Adams County is known for being one of the flattest counties in Indiana. So what were cliff swallows doing in Geneva the summer of 2016?
These swallows are uncommon in our area. Gene Stratton-Porter did not mention them being in Geneva during her time. Maurice McClue, an attorney from Angola, wrote in his “Natural History Memoranda” that they were extirpated from Steuben County around 1920. He was pleased to note that a small colony was using the side of a barn for their nests in Cass County in June of 1955.
These insect eating birds have learned to adapt themselves to use man-made structures such as barns, bridges or culverts for nesting. They build mud nests side-by- side that cling to vertical walls.
On May 21, Randy Lehman and I observed a small flock of them around the Loblolly Creek close to the Limberlost Swamp Wetland Preserve. Some of the birds were perched on electrical wires and others were busy scooping up mud from the creek banks and taking it below the bridge. It appeared that they were building nests.
On May 27, Curt Burnette was able to confirm that there was a colony of cliff swallows nesting here. He took a couple photographs of the nests.

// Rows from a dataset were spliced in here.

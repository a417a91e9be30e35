//! The dispatcher: a single task that owns all coordination state
//!
//! Connection handlers and HTTP queries talk to it through a bounded command
//! channel, so every mutation and every read sees a consistent snapshot
//! without locks.
//!
//! # Architecture
//!
//! ```text
//! ws handler ──Connect/Event/Disconnect──▶ ┐
//!                                          ├─ mpsc ──▶ Dispatcher::run() ──▶ DispatchState
//! REST query ──Query(closure)────────────▶ ┘                                     │
//!                                                                   per-connection mpsc
//!                                                                                │
//!                                                                      write loop ──▶ client
//! ```

pub mod assignments;
pub mod locations;
pub mod registry;
pub mod rooms;
pub mod router;
pub mod status;

pub use registry::Outbound;
pub use router::DispatchState;
pub use status::{BookingAmbulance, ClientCounts, StatusReport};

use crate::core::error::DispatchError;
use crate::core::events::ClientEvent;
use crate::core::model::{ConnectionId, LocationRecord};
use tokio::sync::{mpsc, oneshot};
use tokio::task::JoinHandle;

type QueryFn = Box<dyn FnOnce(&DispatchState) + Send>;

/// Work items processed by the dispatcher task, in arrival order
pub enum DispatchCommand {
    Connect {
        connection_id: ConnectionId,
        tx: Outbound,
        credential: Option<String>,
    },
    Event {
        connection_id: ConnectionId,
        event: ClientEvent,
    },
    Disconnect {
        connection_id: ConnectionId,
    },
    /// Read-only access to the state; the closure carries its own reply channel
    Query(QueryFn),
}

/// Cheap, cloneable handle to the dispatcher task
#[derive(Clone)]
pub struct Dispatcher {
    commands: mpsc::Sender<DispatchCommand>,
}

impl Dispatcher {
    /// Spawn the dispatcher task owning `state`
    ///
    /// The task stops once every `Dispatcher` handle is dropped.
    pub fn spawn(state: DispatchState, buffer: usize) -> (Self, JoinHandle<()>) {
        let (commands, rx) = mpsc::channel(buffer);
        let handle = tokio::spawn(run(state, rx));
        (Self { commands }, handle)
    }

    pub async fn connect(
        &self,
        connection_id: ConnectionId,
        tx: Outbound,
        credential: Option<String>,
    ) -> Result<(), DispatchError> {
        self.send(DispatchCommand::Connect {
            connection_id,
            tx,
            credential,
        })
        .await
    }

    pub async fn event(
        &self,
        connection_id: ConnectionId,
        event: ClientEvent,
    ) -> Result<(), DispatchError> {
        self.send(DispatchCommand::Event {
            connection_id,
            event,
        })
        .await
    }

    pub async fn disconnect(&self, connection_id: ConnectionId) -> Result<(), DispatchError> {
        self.send(DispatchCommand::Disconnect { connection_id }).await
    }

    /// Run `f` against the state on the dispatcher task and return its result
    pub async fn query<T, F>(&self, f: F) -> Result<T, DispatchError>
    where
        T: Send + 'static,
        F: FnOnce(&DispatchState) -> T + Send + 'static,
    {
        let (reply, answer) = oneshot::channel();
        self.send(DispatchCommand::Query(Box::new(move |state| {
            // The caller may have gone away; nothing to do then
            let _ = reply.send(f(state));
        })))
        .await?;
        answer.await.map_err(|_| DispatchError::DispatcherClosed)
    }

    pub async fn status_report(&self) -> Result<StatusReport, DispatchError> {
        self.query(DispatchState::status_report).await
    }

    pub async fn all_locations(&self) -> Result<Vec<LocationRecord>, DispatchError> {
        self.query(DispatchState::all_locations).await
    }

    pub async fn ambulance_location(&self, ambulance_id: String) -> Result<LocationRecord, DispatchError> {
        self.query(move |state| state.ambulance_location(&ambulance_id))
            .await?
    }

    pub async fn booking_ambulance(&self, booking_id: String) -> Result<BookingAmbulance, DispatchError> {
        self.query(move |state| state.booking_ambulance(&booking_id))
            .await?
    }

    async fn send(&self, command: DispatchCommand) -> Result<(), DispatchError> {
        self.commands
            .send(command)
            .await
            .map_err(|_| DispatchError::DispatcherClosed)
    }
}

async fn run(mut state: DispatchState, mut commands: mpsc::Receiver<DispatchCommand>) {
    tracing::info!("Dispatch loop started");

    while let Some(command) = commands.recv().await {
        match command {
            DispatchCommand::Connect {
                connection_id,
                tx,
                credential,
            } => state.connect(connection_id, tx, credential),
            DispatchCommand::Event {
                connection_id,
                event,
            } => {
                tracing::trace!(connection_id = %connection_id, event = event.name(), "Dispatching event");
                state.handle(&connection_id, event);
            }
            DispatchCommand::Disconnect { connection_id } => state.disconnect(&connection_id),
            DispatchCommand::Query(f) => f(&state),
        }
    }

    tracing::info!("Dispatch loop stopped");
}

#[cfg(test)]
mod tests {
    use super::*;
    use crate::core::events::{AmbulanceIdentifyPayload, AmbulanceLocationPayload, ServerEvent};
    use crate::core::model::{ActorRole, Coordinates};

    #[tokio::test]
    async fn test_commands_apply_in_order() {
        let (dispatcher, _task) = Dispatcher::spawn(DispatchState::default(), 16);
        let (tx, mut rx) = mpsc::unbounded_channel();
        let conn = ConnectionId::from("c1");

        dispatcher.connect(conn.clone(), tx, None).await.unwrap();
        dispatcher
            .event(
                conn.clone(),
                ClientEvent::IdentifyAmbulance(AmbulanceIdentifyPayload {
                    ambulance_id: "amb1".to_string(),
                    driver_id: "d1".to_string(),
                }),
            )
            .await
            .unwrap();
        dispatcher
            .event(
                conn.clone(),
                ClientEvent::AmbulanceLocation(AmbulanceLocationPayload {
                    ambulance_id: "amb1".to_string(),
                    location: Coordinates::new(10.0, 20.0),
                    booking_id: None,
                }),
            )
            .await
            .unwrap();

        let record = dispatcher.ambulance_location("amb1".to_string()).await.unwrap();
        assert_eq!(record.coordinates(), Coordinates::new(10.0, 20.0));
        assert!(matches!(rx.recv().await, Some(ServerEvent::AmbulanceConnected { .. })));

        let report = dispatcher.status_report().await.unwrap();
        assert_eq!(report.connected_clients.ambulances, 1);

        dispatcher.disconnect(conn).await.unwrap();
        let count = dispatcher
            .query(|state| state.registry().count_by_role(ActorRole::Ambulance))
            .await
            .unwrap();
        assert_eq!(count, 0);
        assert!(dispatcher.all_locations().await.unwrap().is_empty());
    }

    #[tokio::test]
    async fn test_missing_booking_is_not_found() {
        let (dispatcher, _task) = Dispatcher::spawn(DispatchState::default(), 4);
        let err = dispatcher
            .booking_ambulance("bk-none".to_string())
            .await
            .unwrap_err();
        assert!(matches!(err, DispatchError::NoAssignment { .. }));
    }

    #[tokio::test]
    async fn test_closed_dispatcher_reports_error() {
        let (dispatcher, task) = Dispatcher::spawn(DispatchState::default(), 4);
        task.abort();
        let _ = task.await;

        let err = dispatcher.status_report().await.unwrap_err();
        assert!(matches!(err, DispatchError::DispatcherClosed));
    }
}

Since a colony can eat hundreds of insects, like mosquitoes, a day, they are a welcome summer resident.
Southern Adams County appears to agree with the swallows as barn, tree, bank, rough-winged and cliff swallows have been documented here.
We wish the cliff swallows safe journey back to their winter feeding grounds in western South America. We hope to welcome them back to Geneva next May.